What the task asks. Starting at the line with "pub fn coords(&self)" in it, reproduce each line below through the last one, exactly, and include nothing else.

Data for analysis.
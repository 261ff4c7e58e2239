//! Freehand drawing shape.

use super::{ElementPatch, ShapeKind, ShapeTrait};
use kurbo::{Point, Rect, Vec2};
use serde::{Deserialize, Serialize};

/// A freehand stroke (series of absolute points).
///
/// Points are in canvas space and are not relative to the owning
/// element's position.
#[derive(Debug, Clone, PartialEq, Serialize, Deserialize)]
#[serde(deny_unknown_fields)]
pub struct Freehand {
    /// Points in the stroke, in drawing order.
    pub points: Vec<Point>,
    /// Stroke color, emitted verbatim.
    pub stroke: String,
    /// Stroke width.
    pub stroke_width: f64,
}

impl Freehand {
    /// Create from existing points.
    pub fn from_points(points: Vec<Point>, stroke: impl Into<String>, stroke_width: f64) -> Self {
        Self {
            points,
            stroke: stroke.into(),
            stroke_width,
        }
    }

    /// Create from alternating x,y scalars. A trailing odd scalar is dropped.
    pub fn from_coords(coords: &[f64], stroke: impl Into<String>, stroke_width: f64) -> Self {
        let points = coords
            .chunks_exact(2)
            .map(|pair| Point::new(pair[0], pair[1]))
            .collect();
        Self::from_points(points, stroke, stroke_width)
    }

    /// The points flattened as alternating x,y scalars.
    pub fn coords(&self) -> Vec<f64> {
        self.points.iter().flat_map(|p| [p.x, p.y]).collect()
    }

    /// Get the number of points.
    pub fn len(&self) -> usize {
        self.points.len()
    }

    /// Check if the path is empty.
    pub fn is_empty(&self) -> bool {
        self.points.is_empty()
    }

    /// Shift every point by `delta`.
    pub fn translate(&mut self, delta: Vec2) {
        for point in &mut self.points {
            *point += delta;
        }
    }
}

impl ShapeTrait for Freehand {
    fn kind(&self) -> ShapeKind {
        ShapeKind::FreehandPath
    }

    fn bounds(&self, _position: Point) -> Rect {
        let Some(first) = self.points.first() else {
            return Rect::ZERO;
        };
        self.points
            .iter()
            .skip(1)
            .fold(Rect::from_points(*first, *first), |acc, p| {
                acc.union_pt(*p)
            })
    }

    fn apply(&mut self, patch: &ElementPatch) {
        if let Some(points) = &patch.points {
            self.points.clone_from(points);
        }
        if let Some(stroke) = &patch.stroke {
            self.stroke.clone_from(stroke);
        }
        if let Some(stroke_width) = patch.stroke_width {
            self.stroke_width = stroke_width;
        }
    }
}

Result below.
    pub fn coords(&self) -> Vec<f64> {
        self.points.iter().flat_map(|p| [p.x, p.y]).collect()
    }

    /// Get the number of points.
    pub fn len(&self) -> usize {
        self.points.len()
    }

    /// Check if the path is empty.
    pub fn is_empty(&self) -> bool {
        self.points.is_empty()
    }

    /// Shift every point by `delta`.
    pub fn translate(&mut self, delta: Vec2) {
        for point in &mut self.points {
            *point += delta;
        }
    }
}

impl ShapeTrait for Freehand {
    fn kind(&self) -> ShapeKind {
        ShapeKind::FreehandPath
    }

    fn bounds(&self, _position: Point) -> Rect {
        let Some(first) = self.points.first() else {
            return Rect::ZERO;
        };
        self.points
            .iter()
            .skip(1)
            .fold(Rect::from_points(*first, *first), |acc, p| {
                acc.union_pt(*p)
            })
    }

    fn apply(&mut self, patch: &ElementPatch) {
        if let Some(points) = &patch.points {
            self.points.clone_from(points);
        }
        if let Some(stroke) = &patch.stroke {
            self.stroke.clone_from(stroke);
        }
        if let Some(stroke_width) = patch.stroke_width {
            self.stroke_width = stroke_width;
        }
    }
}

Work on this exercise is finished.